Mulyanto: Cost Recovery Tiap Tahun Meningkat, Lifting Malah Terus Turun

  • Whatsapp

JAKARTA, Beritalima.com– Anggota Komisi VII DPR RI yang membidangi Energi Sumber Daya Mineral, Ilmu Pengetahuan dan Teknologi (Iptek) serta Lingkungan Hidup (LH), Dr H Mulyanto meminta Pemerintah pimpinan Joko Widodo (Jokowi) meningkatkan target lifting minyak 2022 bila mau serius mengejar target 1 juta barel per hari (bph) 2030.

“Minimal lifting 2022 harus ada di rentang 705-725 ribu bph. Sampai kapan target 1 juta bph terkejar kalau setiap tahun target turun, realisasinya tak mencapai 100 persen. Setiap tahun target harus meningkat serta realisasi yang baik. Kalau target tahunannya saja terus turun, angka 1 juta bph tak tercapai pada waktu yang tidak berhingga, alias tidak tercapai,” kata dia.

Wakil Ketua Fraksi Partai Keadilan Sejahtera (PKS) DPR RI bidang Industri dan Pembangunan tersebut menilai, selama ini Pemerintahan Jokowi tidak serius merealisasikan target lifting minyak. Ini dapat dilihat dari capaian lifting minyak yang terus turun setiap tahun.

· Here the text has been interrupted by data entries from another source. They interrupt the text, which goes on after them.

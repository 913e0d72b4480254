//! # Hybrid Search Engine
//!
//! Retrieval over the product catalogue blending two signals per
//! candidate: cosine similarity of multilingual name embeddings and a
//! lexical token-overlap score. The blend is
//! `alpha * lexical + (1 - alpha) * vector`; the default alpha weights the
//! vector signal more heavily, and callers raise it to bias toward exact
//! lexical hits on short ambiguous queries.
//!
//! The index is an in-memory upsert store safe for concurrent reads; the
//! embedding model behind it is an external collaborator.

use std::collections::HashMap;
use std::sync::{Arc, RwLock};

use anyhow::Result;
use async_trait::async_trait;
use log::{debug, info};

use crate::embedding::{check_dimension, cosine_unit_interval, TextEmbedder};
use crate::keyword_verifier::tokens_overlap;
use crate::meal_model::{CatalogueProduct, SearchCandidate};
use crate::recognition_errors::RecognitionError;
use crate::text_normalizer::normalized_tokens;

/// Search access to the product catalogue.
#[async_trait]
pub trait ProductSearch: Send + Sync {
    /// Return up to `top_k` candidates for a query, ordered by blended
    /// score descending. Ties resolve by catalogue popularity (higher
    /// first), then product id, so results are reproducible.
    async fn search(&self, query: &str, top_k: usize, alpha: f32) -> Result<Vec<SearchCandidate>>;

    /// Idempotent upsert of products into the index.
    async fn index_products(&self, products: &[CatalogueProduct]) -> Result<()>;

    /// Direct lookup bypassing search.
    fn get_product_by_id(&self, id: &str) -> Option<CatalogueProduct>;

    /// Direct lookup that treats absence as an error.
    fn require_product(&self, id: &str) -> Result<CatalogueProduct, RecognitionError> {
        self.get_product_by_id(id)
            .ok_or_else(|| RecognitionError::ProductNotFound(id.to_string()))
    }
}

/// Fraction of query tokens found in the candidate token set.
///
/// Tokens of length ≥ 3 may match by substring in either direction;
/// shorter tokens require equality. Empty queries score 0.
fn lexical_score(query_tokens: &[String], candidate_tokens: &[String]) -> f32 {
    if query_tokens.is_empty() || candidate_tokens.is_empty() {
        return 0.0;
    }
    let matched = query_tokens
        .iter()
        .filter(|q| candidate_tokens.iter().any(|c| tokens_overlap(q, c)))
        .count();
    matched as f32 / query_tokens.len() as f32
}

struct IndexedProduct {
    product: CatalogueProduct,
    embedding: Vec<f32>,
    tokens: Vec<String>,
}

/// In-memory hybrid index over catalogue products.
///
/// Embeds product names once at upsert time; queries embed once and score
/// against the stored vectors. Reads share the `RwLock` freely; the lock
/// is never held across an await point.
pub struct InMemoryHybridIndex {
    embedder: Arc<dyn TextEmbedder>,
    entries: RwLock<HashMap<String, IndexedProduct>>,
}

impl InMemoryHybridIndex {
    pub fn new(embedder: Arc<dyn TextEmbedder>) -> Self {
        Self {
            embedder,
            entries: RwLock::new(HashMap::new()),
        }
    }

    /// Number of indexed products.
    pub fn len(&self) -> usize {
        self.entries.read().unwrap().len()
    }

    pub fn is_empty(&self) -> bool {
        self.len() == 0
    }

    /// The text a product is embedded and lexically indexed under.
    fn index_text(product: &CatalogueProduct) -> String {
        format!("{} {}", product.name_pl, product.name_en)
    }
}

#[async_trait]
impl ProductSearch for InMemoryHybridIndex {
    async fn search(&self, query: &str, top_k: usize, alpha: f32) -> Result<Vec<SearchCandidate>> {
        if top_k == 0 {
            return Ok(Vec::new());
        }
        let alpha = alpha.clamp(0.0, 1.0);

        let query_vector = self.embedder.embed(query).await?;
        check_dimension(&query_vector, self.embedder.dim())?;
        let query_tokens = normalized_tokens(query);

        let entries = self.entries.read().unwrap();
        let mut scored: Vec<(f32, &IndexedProduct)> = entries
            .values()
            .map(|entry| {
                let vector = cosine_unit_interval(&query_vector, &entry.embedding);
                let lexical = lexical_score(&query_tokens, &entry.tokens);
                let blended = alpha * lexical + (1.0 - alpha) * vector;
                (blended.clamp(0.0, 1.0), entry)
            })
            .collect();

        scored.sort_by(|(score_a, a), (score_b, b)| {
            score_b
                .partial_cmp(score_a)
                .unwrap_or(std::cmp::Ordering::Equal)
                .then_with(|| b.product.popularity.cmp(&a.product.popularity))
                .then_with(|| a.product.id.cmp(&b.product.id))
        });
        scored.truncate(top_k);

        debug!(
            "Hybrid search for '{}' scored {} products, returning {}",
            query,
            entries.len(),
            scored.len()
        );

        Ok(scored
            .into_iter()
            .map(|(score, entry)| SearchCandidate {
                product_id: entry.product.id.clone(),
                name: entry.product.name_pl.clone(),
                score,
                category: entry.product.category.clone(),
            })
            .collect())
    }

    async fn index_products(&self, products: &[CatalogueProduct]) -> Result<()> {
        if products.is_empty() {
            return Ok(());
        }

        let texts: Vec<String> = products.iter().map(Self::index_text).collect();
        let embeddings = self.embedder.embed_batch(&texts).await?;
        if embeddings.len() != products.len() {
            return Err(anyhow::anyhow!(
                "Embedder returned {} vectors for {} products",
                embeddings.len(),
                products.len()
            ));
        }

        let mut entries = self.entries.write().unwrap();
        for (product, embedding) in products.iter().zip(embeddings) {
            check_dimension(&embedding, self.embedder.dim())?;
            entries.insert(
                product.id.clone(),
                IndexedProduct {
                    tokens: normalized_tokens(&Self::index_text(product)),
                    product: product.clone(),
                    embedding,
                },
            );
        }

        info!("Indexed {} products ({} total)", products.len(), entries.len());
        Ok(())
    }

    fn get_product_by_id(&self, id: &str) -> Option<CatalogueProduct> {
        self.entries
            .read()
            .unwrap()
            .get(id)
            .map(|entry| entry.product.clone())
    }
}

#[cfg(test)]
mod tests {
    use super::*;
    use crate::meal_model::UnitDefinition;

    /// Deterministic low-dimension embedder for tests: known texts map to
    /// fixed vectors, everything else to a constant direction.
    struct StubEmbedder {
        vectors: HashMap<String, Vec<f32>>,
        dim: usize,
    }

    impl StubEmbedder {
        fn new(dim: usize, pairs: Vec<(&str, Vec<f32>)>) -> Self {
            Self {
                vectors: pairs
                    .into_iter()
                    .map(|(text, vector)| (text.to_string(), vector))
                    .collect(),
                dim,
            }
        }
    }

    #[async_trait]
    impl TextEmbedder for StubEmbedder {
        fn dim(&self) -> usize {
            self.dim
        }

        async fn embed_batch(&self, texts: &[String]) -> Result<Vec<Vec<f32>>> {
            Ok(texts
                .iter()
                .map(|text| {
                    self.vectors
                        .get(text)
                        .cloned()
                        .unwrap_or_else(|| vec![1.0; self.dim])
                })
                .collect())
        }
    }

    fn product(id: &str, name_pl: &str, name_en: &str, popularity: u32) -> CatalogueProduct {
        CatalogueProduct {
            id: id.to_string(),
            name_pl: name_pl.to_string(),
            name_en: name_en.to_string(),
            kcal_per_100g: 100.0,
            protein_per_100g: 5.0,
            fat_per_100g: 2.0,
            carbs_per_100g: 15.0,
            category: None,
            popularity,
            units: vec![UnitDefinition::new("sztuka", 100.0)],
            default_portion_grams: None,
        }
    }

    #[tokio::test]
    async fn test_index_and_lookup_by_id() {
        let embedder = Arc::new(StubEmbedder::new(4, vec![]));
        let index = InMemoryHybridIndex::new(embedder);

        index
            .index_products(&[product("p1", "ryż biały", "white rice", 1)])
            .await
            .unwrap();

        assert_eq!(index.len(), 1);
        let found = index.get_product_by_id("p1").unwrap();
        assert_eq!(found.name_pl, "ryż biały");
        assert!(index.get_product_by_id("missing").is_none());
        assert!(matches!(
            index.require_product("missing"),
            Err(RecognitionError::ProductNotFound(_))
        ));
    }

    #[tokio::test]
    async fn test_upsert_is_idempotent() {
        let embedder = Arc::new(StubEmbedder::new(4, vec![]));
        let index = InMemoryHybridIndex::new(embedder);

        let products = [product("p1", "ryż biały", "white rice", 1)];
        index.index_products(&products).await.unwrap();
        index.index_products(&products).await.unwrap();

        assert_eq!(index.len(), 1);
    }

    #[tokio::test]
    async fn test_vector_signal_ranks_similar_first() {
        let embedder = Arc::new(StubEmbedder::new(
            2,
            vec![
                ("ryż biały white rice", vec![1.0, 0.0]),
                ("kefir naturalny kefir", vec![0.0, 1.0]),
                ("ryż", vec![1.0, 0.0]),
            ],
        ));
        let index = InMemoryHybridIndex::new(embedder);
        index
            .index_products(&[
                product("rice", "ryż biały", "white rice", 1),
                product("kefir", "kefir naturalny", "kefir", 1),
            ])
            .await
            .unwrap();

        let candidates = index.search("ryż", 10, 0.0).await.unwrap();
        assert_eq!(candidates[0].product_id, "rice");
        assert!(candidates[0].score > candidates[1].score);
    }

    #[tokio::test]
    async fn test_alpha_biases_toward_lexical() {
        // Vectors are identical, so only the lexical signal separates the
        // two products.
        let embedder = Arc::new(StubEmbedder::new(2, vec![]));
        let index = InMemoryHybridIndex::new(embedder);
        index
            .index_products(&[
                product("bread", "chleb pszenny", "wheat bread", 1),
                product("rice", "ryż biały", "white rice", 1),
            ])
            .await
            .unwrap();

        let candidates = index.search("chleb", 10, 1.0).await.unwrap();
        assert_eq!(candidates[0].product_id, "bread");
        assert!((candidates[0].score - 1.0).abs() < 1e-6);
        assert_eq!(candidates[1].score, 0.0);
    }

    #[tokio::test]
    async fn test_tie_break_popularity_then_id() {
        let embedder = Arc::new(StubEmbedder::new(2, vec![]));
        let index = InMemoryHybridIndex::new(embedder);
        index
            .index_products(&[
                product("b-low", "mleko", "milk", 2),
                product("a-high", "mleko", "milk", 9),
                product("a-low", "mleko", "milk", 2),
            ])
            .await
            .unwrap();

        let candidates = index.search("mleko", 10, 0.5).await.unwrap();
        let ids: Vec<&str> = candidates.iter().map(|c| c.product_id.as_str()).collect();
        assert_eq!(ids, vec!["a-high", "a-low", "b-low"]);
    }

    #[tokio::test]
    async fn test_top_k_truncation() {
        let embedder = Arc::new(StubEmbedder::new(2, vec![]));
        let index = InMemoryHybridIndex::new(embedder);
        let products: Vec<CatalogueProduct> = (0..30)
            .map(|i| product(&format!("p{i:02}"), "mleko", "milk", i))
            .collect();
        index.index_products(&products).await.unwrap();

        let candidates = index.search("mleko", 20, 0.3).await.unwrap();
        assert_eq!(candidates.len(), 20);

        let none = index.search("mleko", 0, 0.3).await.unwrap();
        assert!(none.is_empty());
    }

    #[tokio::test]
    async fn test_dimension_mismatch_rejected() {
        struct BadEmbedder;

        #[async_trait]
        impl TextEmbedder for BadEmbedder {
            fn dim(&self) -> usize {
                4
            }
            async fn embed_batch(&self, texts: &[String]) -> Result<Vec<Vec<f32>>> {
                Ok(texts.iter().map(|_| vec![1.0; 3]).collect())
            }
        }

        let index = InMemoryHybridIndex::new(Arc::new(BadEmbedder));
        let err = index
            .index_products(&[product("p1", "mleko", "milk", 1)])
            .await
            .unwrap_err();
        assert!(err.to_string().contains("dimension mismatch"));
    }

    #[test]
    fn test_lexical_score_fractions() {
        let query = vec!["ryzu".to_string(), "bialego".to_string()];
        let name = vec!["ryz".to_string(), "bialy".to_string()];
        // "ryzu" contains "ryz"; "bialego" and "bialy" share no substring.
        assert!((lexical_score(&query, &name) - 0.5).abs() < 1e-6);
        assert_eq!(lexical_score(&[], &name), 0.0);
    }
}
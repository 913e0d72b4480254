//! Integration tests for text normalization and glycemic-index matching.

use mealmatch::glycemic_index::{lookup_entry, match_gi};
use mealmatch::text_normalizer::normalize;

#[test]
fn test_normalize_is_idempotent() {
    let samples = [
        "CHLEB BIAŁY",
        "Danone jogurt owocowy",
        "makaron pełnoziarnisty razowy",
        "żółty ser (Gouda)...",
        "  ryż,   biały  ",
        "",
    ];
    for raw in samples {
        let once = normalize(raw);
        let twice = normalize(&once);
        assert_eq!(once, twice, "normalize not idempotent for '{raw}'");
    }
}

#[test]
fn test_normalize_case_and_diacritic_insensitive() {
    assert_eq!(normalize("CHLEB BIAŁY"), normalize("chleb bialy"));
    assert_eq!(normalize("CHLEB BIAŁY"), "chleb bialy");
}

#[test]
fn test_gi_null_for_low_carb_regardless_of_name() {
    for name in ["chleb biały", "ryż biały", "makaron", "cokolwiek"] {
        for carbs in [0.0, 2.5, 5.0] {
            assert_eq!(match_gi(name, carbs), None, "GI asserted for '{name}' at {carbs}g");
        }
    }
}

#[test]
fn test_gi_longest_match_tie_break() {
    let specific = match_gi("Makaron pełnoziarnisty razowy", 65.0).unwrap();
    let generic = match_gi("makaron", 70.0).unwrap();
    assert_ne!(specific, generic);
    assert_eq!(specific, 42.0);
    assert_eq!(generic, 49.0);
}

#[test]
fn test_gi_brand_stopword_invariant() {
    for carbs in [6.0, 13.0, 55.0] {
        assert_eq!(
            match_gi("Danone jogurt owocowy", carbs),
            match_gi("jogurt owocowy", carbs)
        );
    }
}

#[test]
fn test_gi_never_guesses() {
    assert_eq!(match_gi("xyzfoodunknown", 80.0), None);
    assert_eq!(match_gi("", 80.0), None);
}

#[test]
fn test_gi_entries_carry_sources() {
    let entry = lookup_entry("płatki owsiane").unwrap();
    assert_eq!(entry.gi, 55);
    assert!(!entry.source.is_empty());
    assert!(!entry.food_en.is_empty());
}
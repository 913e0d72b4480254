//! # Embedding Contract Module
//!
//! The embedding model is an external collaborator consumed as a black box:
//! it turns arbitrary text into fixed-length numeric vectors. The search
//! engine is its only consumer.

use anyhow::Result;
use async_trait::async_trait;

/// Dimensionality of the multilingual sentence embeddings the catalogue
/// index is built with.
pub const EMBEDDING_DIM: usize = 384;

/// Contract for the external embedding model.
#[async_trait]
pub trait TextEmbedder: Send + Sync {
    /// Vector length this embedder produces. The production catalogue
    /// index runs at [`EMBEDDING_DIM`]; indexes validate every returned
    /// vector against this value.
    fn dim(&self) -> usize;

    /// Embed a batch of texts, one vector per input, in input order.
    async fn embed_batch(&self, texts: &[String]) -> Result<Vec<Vec<f32>>>;

    /// Embed a single text.
    async fn embed(&self, text: &str) -> Result<Vec<f32>> {
        let mut vectors = self.embed_batch(&[text.to_string()]).await?;
        vectors
            .pop()
            .ok_or_else(|| anyhow::anyhow!("Embedder returned no vector"))
    }
}

/// Validate that a returned vector matches the expected dimensionality.
pub fn check_dimension(vector: &[f32], expected: usize) -> Result<()> {
    if vector.len() != expected {
        return Err(anyhow::anyhow!(
            "Embedding dimension mismatch: got {}, expected {}",
            vector.len(),
            expected
        ));
    }
    Ok(())
}

/// Cosine similarity between two vectors, mapped into `[0, 1]`.
///
/// Raw cosine lives in `[-1, 1]`; the affine map `(cos + 1) / 2` keeps the
/// blended search score in range for any embedder. Zero-norm vectors score
/// 0.5 (no signal either way).
pub fn cosine_unit_interval(a: &[f32], b: &[f32]) -> f32 {
    let dot: f32 = a.iter().zip(b.iter()).map(|(x, y)| x * y).sum();
    let norm_a: f32 = a.iter().map(|x| x * x).sum::<f32>().sqrt();
    let norm_b: f32 = b.iter().map(|x| x * x).sum::<f32>().sqrt();

    if norm_a == 0.0 || norm_b == 0.0 {
        return 0.5;
    }

    let cosine = (dot / (norm_a * norm_b)).clamp(-1.0, 1.0);
    (cosine + 1.0) / 2.0
}
//! # Text Normalizer Module
//!
//! Canonicalizes raw food-name strings so that keyword verification and
//! glycemic-index lookup operate on a stable representation.
//!
//! ## Features
//!
//! - Polish diacritic folding via an explicit substitution table
//!   (canonical decomposition does not strip "ł", so a table it is)
//! - Lowercasing and brand-name stopword removal ("Danone", "Milka", ...)
//! - Punctuation runs collapsed to single spaces
//! - Idempotent: `normalize(normalize(x)) == normalize(x)`

use lazy_static::lazy_static;
use regex::Regex;
use std::collections::HashSet;

lazy_static! {
    /// Runs of anything that is not an ASCII letter or digit become one space.
    static ref NON_ALPHANUMERIC: Regex =
        Regex::new(r"[^a-z0-9]+").expect("non-alphanumeric pattern should be valid");

    /// Brand names removed as whole tokens. Stored pre-normalized.
    static ref BRAND_STOPWORDS: HashSet<&'static str> = [
        "danone", "milka", "activia", "danio", "actimel", "bakoma", "zott",
        "muller", "jogobella", "monte", "wedel", "wawel", "hochland",
        "almette", "mlekovita", "laciate", "piatnica", "winiary", "lubella",
        "sokolow", "tarczynski",
    ]
    .into_iter()
    .collect();
}

/// Fold a single character to its ASCII-lowercase base form.
///
/// Covers the Polish alphabet plus the accented Latin characters that show
/// up in imported product names. Characters without a mapping are passed
/// through lowercased.
fn fold_diacritic(c: char) -> char {
    match c {
        'ą' | 'Ą' | 'á' | 'Á' | 'à' | 'À' | 'â' | 'Â' | 'ä' | 'Ä' => 'a',
        'ć' | 'Ć' | 'ç' | 'Ç' => 'c',
        'ę' | 'Ę' | 'é' | 'É' | 'è' | 'È' | 'ê' | 'Ê' | 'ë' | 'Ë' => 'e',
        'ł' | 'Ł' => 'l',
        'ń' | 'Ń' | 'ñ' | 'Ñ' => 'n',
        'ó' | 'Ó' | 'ò' | 'Ò' | 'ô' | 'Ô' | 'ö' | 'Ö' => 'o',
        'ś' | 'Ś' => 's',
        'ź' | 'Ź' | 'ż' | 'Ż' => 'z',
        'í' | 'Í' | 'î' | 'Î' | 'ï' | 'Ï' => 'i',
        'ú' | 'Ú' | 'ù' | 'Ù' | 'û' | 'Û' | 'ü' | 'Ü' => 'u',
        other => other.to_ascii_lowercase(),
    }
}

/// Normalize a raw food-name string into its canonical form.
///
/// Applies, in order: diacritic folding, lowercasing, punctuation squashing,
/// brand-stopword removal, whitespace collapse. Deterministic and pure;
/// empty input yields empty output.
///
/// # Examples
///
/// ```rust
/// use mealmatch::text_normalizer::normalize;
///
/// assert_eq!(normalize("CHLEB BIAŁY"), "chleb bialy");
/// assert_eq!(normalize("Danone jogurt owocowy"), "jogurt owocowy");
/// assert_eq!(normalize("ryż   (biały)"), "ryz bialy");
/// assert_eq!(normalize(""), "");
/// ```
pub fn normalize(raw: &str) -> String {
    if raw.is_empty() {
        return String::new();
    }

    let folded: String = raw.chars().map(fold_diacritic).collect();
    let squashed = NON_ALPHANUMERIC.replace_all(&folded, " ");

    squashed
        .split_whitespace()
        .filter(|token| !BRAND_STOPWORDS.contains(token))
        .collect::<Vec<&str>>()
        .join(" ")
}

/// Split a raw string into normalized tokens.
///
/// Convenience for callers that compare token sets rather than whole strings.
pub fn normalized_tokens(raw: &str) -> Vec<String> {
    normalize(raw)
        .split_whitespace()
        .map(str::to_string)
        .collect()
}

#[cfg(test)]
mod tests {
    use super::*;

    #[test]
    fn test_diacritic_folding() {
        assert_eq!(normalize("żółć"), "zolc");
        assert_eq!(normalize("ŁOSOŚ wędzony"), "losos wedzony");
        assert_eq!(normalize("jabłko"), "jablko");
    }

    #[test]
    fn test_case_insensitivity() {
        assert_eq!(normalize("CHLEB BIAŁY"), normalize("chleb bialy"));
        assert_eq!(normalize("CHLEB BIAŁY"), "chleb bialy");
    }

    #[test]
    fn test_brand_stopword_removal() {
        assert_eq!(normalize("Danone jogurt owocowy"), "jogurt owocowy");
        assert_eq!(normalize("czekolada Milka"), "czekolada");
        // Brand token embedded in another word is kept.
        assert_eq!(normalize("milkame"), "milkame");
    }

    #[test]
    fn test_punctuation_squashing() {
        assert_eq!(normalize("ryż, biały (parboiled)"), "ryz bialy parboiled");
        assert_eq!(normalize("masło--extra!!!"), "maslo extra");
    }

    #[test]
    fn test_whitespace_collapse() {
        assert_eq!(normalize("  chleb   pszenny  "), "chleb pszenny");
    }

    #[test]
    fn test_empty_input() {
        assert_eq!(normalize(""), "");
        assert_eq!(normalize("   "), "");
        assert_eq!(normalize("!!!"), "");
    }

    #[test]
    fn test_idempotence() {
        let samples = [
            "CHLEB BIAŁY",
            "Danone jogurt owocowy",
            "żółty ser... (Gouda)",
            "makaron pełnoziarnisty razowy",
            "",
        ];
        for raw in samples {
            let once = normalize(raw);
            assert_eq!(normalize(&once), once, "not idempotent for '{raw}'");
        }
    }

    #[test]
    fn test_normalized_tokens() {
        assert_eq!(
            normalized_tokens("Danone jogurt owocowy"),
            vec!["jogurt".to_string(), "owocowy".to_string()]
        );
        assert!(normalized_tokens("").is_empty());
    }
}
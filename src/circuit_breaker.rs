//! # Circuit Breaker Module
//!
//! Failure-counting breaker for the generative extraction model. After
//! repeated failures the breaker opens and `ExtractorBreaker::is_open`
//! reports it, letting the fallback chain skip a dead model quickly
//! instead of waiting out another timeout. No retries happen here; the
//! breaker only tracks availability.

use std::sync::Mutex;
use std::time::{Duration, Instant};

use log::info;

use crate::recognition_config::BreakerConfig;

/// Circuit breaker for extraction-model calls.
///
/// # State Machine
///
/// - **Closed**: calls pass through
/// - **Open**: failure threshold exceeded, callers fail fast
/// - The breaker closes again once the reset window elapses
#[derive(Debug)]
pub struct ExtractorBreaker {
    failure_count: Mutex<u32>,
    last_failure_time: Mutex<Option<Instant>>,
    config: BreakerConfig,
}

impl ExtractorBreaker {
    pub fn new(config: BreakerConfig) -> Self {
        Self {
            failure_count: Mutex::new(0),
            last_failure_time: Mutex::new(None),
            config,
        }
    }

    /// Whether calls should currently be blocked.
    ///
    /// Opens when the failure count reaches the threshold; automatically
    /// resets to closed after the configured window.
    pub fn is_open(&self) -> bool {
        let failure_count = *self.failure_count.lock().unwrap();
        let last_failure = *self.last_failure_time.lock().unwrap();

        if failure_count >= self.config.failure_threshold {
            if let Some(last_time) = last_failure {
                if last_time.elapsed() < Duration::from_secs(self.config.reset_secs) {
                    return true;
                }
                info!("Extractor breaker reset after {}s window", self.config.reset_secs);
                *self.failure_count.lock().unwrap() = 0;
                *self.last_failure_time.lock().unwrap() = None;
            }
        }
        false
    }

    /// Record a failed model call.
    pub fn record_failure(&self) {
        let mut count = self.failure_count.lock().unwrap();
        *count += 1;
        if *count == self.config.failure_threshold {
            info!(
                "Extractor breaker opened after {} consecutive failures",
                count
            );
        }
        drop(count);
        *self.last_failure_time.lock().unwrap() = Some(Instant::now());
    }

    /// Record a successful model call, closing the breaker.
    pub fn record_success(&self) {
        *self.failure_count.lock().unwrap() = 0;
        *self.last_failure_time.lock().unwrap() = None;
    }
}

“Anehnya cost recovery setiap tahun meningkat, padahal liftingnya terus turun. Semestinya biaya itu berbanding lurus dengan hasil. Bila tidak atau terbalik berarti bahwa proses tersebut semakin sehari, menjadi semakin tidak efisien,” tambah wakil rakyat dari Dapil III Provinsi Banten ini.

Untuk diketahui, Raker Komisi VII DPR RI dengan Menteri ESDM, awal Juni lalu, realisasi lifting minyak tahun depan 707 ribu bph, target lifting minyak tahun ini 705 ribu bph dan rencana target lifting minyak di tahun depan 686–726 ribu bph.

Sementara realisasi cost recovery pada tahun 2020 sebesar 8.12 (USD milyar) perkiraan realisasi pada tahun 2021 sebesar 8.52 (USD milyar), sedang asumsi makro cost recovery untuk tahun 2022 sebesar 8.65 (USD milyar).

Selain itu Mulyanto mendesak Pemerintah untuk lebih serius meningkatkan ketahanan energi nasional sekaligus menekan defisit transaksi berjalan dari sektor migas melalui peningkatan lifting minyak ini.

Untuk itu perlu diperkuat kelembagaan SKK Migas, sebagaimana keputusan Mahkamah Konstitusi; kemudian perlu kejelasan dasar hukum target lifting 1 juta bph pada tahun 2030.

Dnilai, tanpa dasar hukum yang kokoh penetapan target lifting minyak yang dibuat SKK Migas hanya mimpi dan angan-angan, yang tidak bisa direalisasikan. “Kalau dasar hukum target lifting 1 juta bph ini tak jelas, saya pesimis bisa direalisasikan. Buktinya, keseriusan Pemerintah untuk mendorong target lifting satu juta barel ini tidak terlihat,” tegas Mulyanto.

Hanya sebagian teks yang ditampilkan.